:: Exercise input ::
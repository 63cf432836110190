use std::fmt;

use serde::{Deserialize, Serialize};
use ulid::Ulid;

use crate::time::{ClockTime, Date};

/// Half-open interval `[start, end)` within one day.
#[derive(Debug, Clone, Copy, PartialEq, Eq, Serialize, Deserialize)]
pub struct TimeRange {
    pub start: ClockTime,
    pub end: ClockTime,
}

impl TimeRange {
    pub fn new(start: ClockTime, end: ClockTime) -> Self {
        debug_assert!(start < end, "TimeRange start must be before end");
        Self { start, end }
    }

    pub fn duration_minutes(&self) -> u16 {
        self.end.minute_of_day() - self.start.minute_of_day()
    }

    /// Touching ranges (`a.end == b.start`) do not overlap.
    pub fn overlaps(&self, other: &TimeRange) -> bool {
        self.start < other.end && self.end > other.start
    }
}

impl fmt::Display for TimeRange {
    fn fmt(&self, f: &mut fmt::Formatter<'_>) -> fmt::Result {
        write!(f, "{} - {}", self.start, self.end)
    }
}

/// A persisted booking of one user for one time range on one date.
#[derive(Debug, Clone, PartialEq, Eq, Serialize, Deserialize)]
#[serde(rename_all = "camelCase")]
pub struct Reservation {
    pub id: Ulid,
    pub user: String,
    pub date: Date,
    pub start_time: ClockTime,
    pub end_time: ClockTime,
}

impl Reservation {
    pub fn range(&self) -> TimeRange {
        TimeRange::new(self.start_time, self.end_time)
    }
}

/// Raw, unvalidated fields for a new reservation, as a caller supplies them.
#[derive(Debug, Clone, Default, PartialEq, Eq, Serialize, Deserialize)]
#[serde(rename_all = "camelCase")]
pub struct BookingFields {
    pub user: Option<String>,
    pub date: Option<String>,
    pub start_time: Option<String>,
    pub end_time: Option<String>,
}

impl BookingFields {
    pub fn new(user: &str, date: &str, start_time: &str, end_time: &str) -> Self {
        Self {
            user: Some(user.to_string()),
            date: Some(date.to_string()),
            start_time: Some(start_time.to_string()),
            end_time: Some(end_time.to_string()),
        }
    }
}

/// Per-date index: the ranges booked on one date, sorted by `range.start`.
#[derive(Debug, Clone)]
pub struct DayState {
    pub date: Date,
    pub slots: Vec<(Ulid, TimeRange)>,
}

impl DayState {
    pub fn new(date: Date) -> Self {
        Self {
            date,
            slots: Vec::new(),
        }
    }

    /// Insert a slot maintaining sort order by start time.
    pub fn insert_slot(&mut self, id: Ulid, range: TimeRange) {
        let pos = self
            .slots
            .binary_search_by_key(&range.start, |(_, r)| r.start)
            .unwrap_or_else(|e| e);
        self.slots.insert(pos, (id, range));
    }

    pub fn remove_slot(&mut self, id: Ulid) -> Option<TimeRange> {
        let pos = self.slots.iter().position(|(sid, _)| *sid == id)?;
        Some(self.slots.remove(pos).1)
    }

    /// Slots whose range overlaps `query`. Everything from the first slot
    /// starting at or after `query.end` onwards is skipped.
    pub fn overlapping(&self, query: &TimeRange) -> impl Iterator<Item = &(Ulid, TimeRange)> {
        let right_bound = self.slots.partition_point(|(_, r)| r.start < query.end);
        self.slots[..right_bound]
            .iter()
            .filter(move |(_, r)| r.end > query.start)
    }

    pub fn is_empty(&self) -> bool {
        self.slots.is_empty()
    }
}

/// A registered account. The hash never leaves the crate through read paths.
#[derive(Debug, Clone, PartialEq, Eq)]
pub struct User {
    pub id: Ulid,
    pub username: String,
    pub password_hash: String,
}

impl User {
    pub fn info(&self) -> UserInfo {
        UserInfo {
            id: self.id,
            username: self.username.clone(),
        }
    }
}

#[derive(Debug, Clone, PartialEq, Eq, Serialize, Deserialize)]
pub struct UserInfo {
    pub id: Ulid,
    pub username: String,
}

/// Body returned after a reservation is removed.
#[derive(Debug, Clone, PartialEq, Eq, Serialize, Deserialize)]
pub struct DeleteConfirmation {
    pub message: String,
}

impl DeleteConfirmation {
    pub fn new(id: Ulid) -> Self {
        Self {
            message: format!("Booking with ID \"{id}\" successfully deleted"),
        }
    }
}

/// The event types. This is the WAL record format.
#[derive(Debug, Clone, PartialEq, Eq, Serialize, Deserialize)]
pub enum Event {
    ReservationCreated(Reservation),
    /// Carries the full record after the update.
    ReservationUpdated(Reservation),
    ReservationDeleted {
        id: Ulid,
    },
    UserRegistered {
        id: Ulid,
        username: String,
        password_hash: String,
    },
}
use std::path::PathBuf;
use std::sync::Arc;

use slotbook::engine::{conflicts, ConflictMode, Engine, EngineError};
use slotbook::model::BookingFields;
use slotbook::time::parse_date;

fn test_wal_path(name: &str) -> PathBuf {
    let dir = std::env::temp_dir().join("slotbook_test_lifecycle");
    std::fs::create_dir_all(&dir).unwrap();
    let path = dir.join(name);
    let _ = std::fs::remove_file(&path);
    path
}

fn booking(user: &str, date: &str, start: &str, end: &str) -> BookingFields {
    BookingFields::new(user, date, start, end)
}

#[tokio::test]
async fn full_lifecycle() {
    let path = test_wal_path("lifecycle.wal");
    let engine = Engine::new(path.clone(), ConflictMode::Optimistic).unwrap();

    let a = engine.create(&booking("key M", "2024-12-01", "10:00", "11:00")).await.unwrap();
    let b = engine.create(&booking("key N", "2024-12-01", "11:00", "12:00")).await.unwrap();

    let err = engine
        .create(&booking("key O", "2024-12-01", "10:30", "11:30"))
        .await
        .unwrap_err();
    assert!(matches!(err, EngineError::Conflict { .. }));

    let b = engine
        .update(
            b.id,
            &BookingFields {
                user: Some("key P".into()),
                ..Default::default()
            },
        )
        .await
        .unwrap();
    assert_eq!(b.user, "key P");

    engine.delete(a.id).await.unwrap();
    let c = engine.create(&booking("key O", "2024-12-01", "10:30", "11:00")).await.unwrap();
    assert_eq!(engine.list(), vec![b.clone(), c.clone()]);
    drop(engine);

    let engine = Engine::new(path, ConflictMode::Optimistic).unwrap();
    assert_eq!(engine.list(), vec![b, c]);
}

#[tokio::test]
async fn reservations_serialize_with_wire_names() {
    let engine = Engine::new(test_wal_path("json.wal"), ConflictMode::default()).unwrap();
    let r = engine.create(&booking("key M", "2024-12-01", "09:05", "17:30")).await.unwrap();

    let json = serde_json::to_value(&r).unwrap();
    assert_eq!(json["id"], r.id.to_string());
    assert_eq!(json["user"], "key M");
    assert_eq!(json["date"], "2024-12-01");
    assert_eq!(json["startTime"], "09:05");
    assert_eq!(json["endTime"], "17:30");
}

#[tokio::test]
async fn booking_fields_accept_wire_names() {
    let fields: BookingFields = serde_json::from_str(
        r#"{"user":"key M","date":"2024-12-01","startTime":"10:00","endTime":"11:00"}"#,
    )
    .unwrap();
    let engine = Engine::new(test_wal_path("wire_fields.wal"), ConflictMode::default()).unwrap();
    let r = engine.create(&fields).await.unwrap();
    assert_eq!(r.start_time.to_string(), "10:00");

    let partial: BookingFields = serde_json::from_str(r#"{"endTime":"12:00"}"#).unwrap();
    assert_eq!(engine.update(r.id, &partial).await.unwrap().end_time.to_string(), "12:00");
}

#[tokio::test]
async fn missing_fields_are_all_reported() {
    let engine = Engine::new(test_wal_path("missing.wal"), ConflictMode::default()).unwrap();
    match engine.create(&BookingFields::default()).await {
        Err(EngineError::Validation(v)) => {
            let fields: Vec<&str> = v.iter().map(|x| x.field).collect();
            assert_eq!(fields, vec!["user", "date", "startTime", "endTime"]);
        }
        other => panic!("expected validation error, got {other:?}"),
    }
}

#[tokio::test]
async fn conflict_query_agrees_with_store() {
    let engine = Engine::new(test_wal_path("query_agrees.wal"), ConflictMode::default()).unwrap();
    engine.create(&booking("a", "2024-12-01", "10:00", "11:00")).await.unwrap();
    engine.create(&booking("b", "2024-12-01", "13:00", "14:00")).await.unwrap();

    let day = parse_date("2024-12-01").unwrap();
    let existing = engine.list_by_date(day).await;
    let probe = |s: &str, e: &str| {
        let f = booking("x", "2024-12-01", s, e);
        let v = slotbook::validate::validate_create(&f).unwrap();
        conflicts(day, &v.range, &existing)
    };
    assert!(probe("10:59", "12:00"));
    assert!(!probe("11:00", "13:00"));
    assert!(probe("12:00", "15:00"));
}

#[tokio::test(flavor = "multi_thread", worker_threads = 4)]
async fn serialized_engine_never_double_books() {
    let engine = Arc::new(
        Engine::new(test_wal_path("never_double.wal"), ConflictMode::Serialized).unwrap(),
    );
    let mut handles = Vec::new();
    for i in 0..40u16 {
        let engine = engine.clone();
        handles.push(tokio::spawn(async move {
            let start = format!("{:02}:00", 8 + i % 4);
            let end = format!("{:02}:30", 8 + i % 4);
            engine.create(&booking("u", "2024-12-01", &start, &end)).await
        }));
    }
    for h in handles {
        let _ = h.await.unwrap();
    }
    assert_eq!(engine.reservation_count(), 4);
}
:::
Activity —
Look over the records. Copy the lines that include the word "crate".

Answer to the exercise —
use crate::time::{ClockTime, Date};
/// A registered account. The hash never leaves the crate through read paths.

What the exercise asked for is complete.